### Input data

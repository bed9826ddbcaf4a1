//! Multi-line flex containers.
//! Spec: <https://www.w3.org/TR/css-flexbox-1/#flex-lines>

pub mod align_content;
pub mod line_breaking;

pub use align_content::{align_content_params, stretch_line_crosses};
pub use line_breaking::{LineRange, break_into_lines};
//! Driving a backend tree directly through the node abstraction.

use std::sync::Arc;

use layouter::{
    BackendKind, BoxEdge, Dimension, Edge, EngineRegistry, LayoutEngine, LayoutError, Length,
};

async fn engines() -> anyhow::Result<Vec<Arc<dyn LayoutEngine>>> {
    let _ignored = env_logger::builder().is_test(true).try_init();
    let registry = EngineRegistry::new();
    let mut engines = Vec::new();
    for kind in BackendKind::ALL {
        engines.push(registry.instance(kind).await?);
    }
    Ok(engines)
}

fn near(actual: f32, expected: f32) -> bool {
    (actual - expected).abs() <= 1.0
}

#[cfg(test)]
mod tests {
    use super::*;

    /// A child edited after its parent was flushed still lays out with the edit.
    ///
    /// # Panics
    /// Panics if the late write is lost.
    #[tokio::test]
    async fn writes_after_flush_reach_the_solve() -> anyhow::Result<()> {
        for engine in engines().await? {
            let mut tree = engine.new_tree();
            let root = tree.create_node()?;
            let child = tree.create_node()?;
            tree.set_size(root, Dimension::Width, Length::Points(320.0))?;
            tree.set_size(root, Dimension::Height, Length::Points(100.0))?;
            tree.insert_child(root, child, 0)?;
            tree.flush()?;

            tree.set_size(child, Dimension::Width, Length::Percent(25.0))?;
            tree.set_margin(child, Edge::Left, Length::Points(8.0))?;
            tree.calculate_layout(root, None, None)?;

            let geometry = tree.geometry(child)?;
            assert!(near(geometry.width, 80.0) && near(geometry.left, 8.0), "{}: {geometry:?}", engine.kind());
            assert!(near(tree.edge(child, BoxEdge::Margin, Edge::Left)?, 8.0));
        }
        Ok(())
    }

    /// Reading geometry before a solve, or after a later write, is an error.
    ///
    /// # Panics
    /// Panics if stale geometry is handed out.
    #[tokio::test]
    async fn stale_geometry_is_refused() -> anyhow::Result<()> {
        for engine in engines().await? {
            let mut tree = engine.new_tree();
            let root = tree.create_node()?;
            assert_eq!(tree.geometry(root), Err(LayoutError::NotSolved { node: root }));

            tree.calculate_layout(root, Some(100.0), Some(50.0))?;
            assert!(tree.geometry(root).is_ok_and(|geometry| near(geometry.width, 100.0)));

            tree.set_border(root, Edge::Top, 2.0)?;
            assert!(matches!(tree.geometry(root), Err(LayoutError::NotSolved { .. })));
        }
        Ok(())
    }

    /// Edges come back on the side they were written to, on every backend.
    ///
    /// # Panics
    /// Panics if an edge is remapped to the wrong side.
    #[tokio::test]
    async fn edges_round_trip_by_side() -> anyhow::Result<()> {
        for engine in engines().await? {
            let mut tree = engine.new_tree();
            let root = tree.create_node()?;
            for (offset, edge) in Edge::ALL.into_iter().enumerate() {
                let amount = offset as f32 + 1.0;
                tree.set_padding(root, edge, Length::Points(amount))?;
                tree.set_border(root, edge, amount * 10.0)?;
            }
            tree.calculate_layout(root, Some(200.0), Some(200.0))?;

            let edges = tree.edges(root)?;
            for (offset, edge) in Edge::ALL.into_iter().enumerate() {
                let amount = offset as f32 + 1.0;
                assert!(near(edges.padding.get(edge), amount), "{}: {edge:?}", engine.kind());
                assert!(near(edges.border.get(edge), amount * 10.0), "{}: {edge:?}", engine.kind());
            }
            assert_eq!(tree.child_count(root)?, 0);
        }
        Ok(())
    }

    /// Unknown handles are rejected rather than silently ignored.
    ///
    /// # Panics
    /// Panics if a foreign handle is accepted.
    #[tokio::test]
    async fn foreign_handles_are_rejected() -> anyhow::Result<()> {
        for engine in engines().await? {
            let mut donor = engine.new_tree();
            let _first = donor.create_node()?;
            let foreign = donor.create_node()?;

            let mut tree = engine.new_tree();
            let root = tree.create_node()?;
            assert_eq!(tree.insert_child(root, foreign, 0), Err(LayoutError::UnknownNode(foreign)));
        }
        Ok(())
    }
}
* * *
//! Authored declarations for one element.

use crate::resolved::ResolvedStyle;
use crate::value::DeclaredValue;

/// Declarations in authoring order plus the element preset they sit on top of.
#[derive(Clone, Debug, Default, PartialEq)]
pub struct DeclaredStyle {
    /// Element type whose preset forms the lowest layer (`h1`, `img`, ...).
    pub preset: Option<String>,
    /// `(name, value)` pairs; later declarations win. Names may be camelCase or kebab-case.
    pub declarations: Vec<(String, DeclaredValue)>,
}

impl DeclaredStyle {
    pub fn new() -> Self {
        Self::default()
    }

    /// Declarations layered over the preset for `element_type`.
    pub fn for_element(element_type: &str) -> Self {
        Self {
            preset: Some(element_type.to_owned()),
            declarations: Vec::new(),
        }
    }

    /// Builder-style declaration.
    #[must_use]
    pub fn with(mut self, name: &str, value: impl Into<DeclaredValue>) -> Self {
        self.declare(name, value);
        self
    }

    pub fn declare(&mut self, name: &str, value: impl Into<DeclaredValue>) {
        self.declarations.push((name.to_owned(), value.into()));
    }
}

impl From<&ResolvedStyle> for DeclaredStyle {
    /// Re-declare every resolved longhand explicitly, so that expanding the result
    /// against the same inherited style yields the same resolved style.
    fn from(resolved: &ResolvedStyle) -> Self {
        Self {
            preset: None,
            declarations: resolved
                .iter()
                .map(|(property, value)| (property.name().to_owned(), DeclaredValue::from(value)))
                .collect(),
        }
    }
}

### Task brief
Word for word, restate the lines above from the line containing "pub fn new()" through the line containing "self.declare(name, value);", with both included and nothing else.

### Answer to this task
    pub fn new() -> Self {
        Self::default()
    }

    /// Declarations layered over the preset for `element_type`.
    pub fn for_element(element_type: &str) -> Self {
        Self {
            preset: Some(element_type.to_owned()),
            declarations: Vec::new(),
        }
    }

    /// Builder-style declaration.
    #[must_use]
    pub fn with(mut self, name: &str, value: impl Into<DeclaredValue>) -> Self {
        self.declare(name, value);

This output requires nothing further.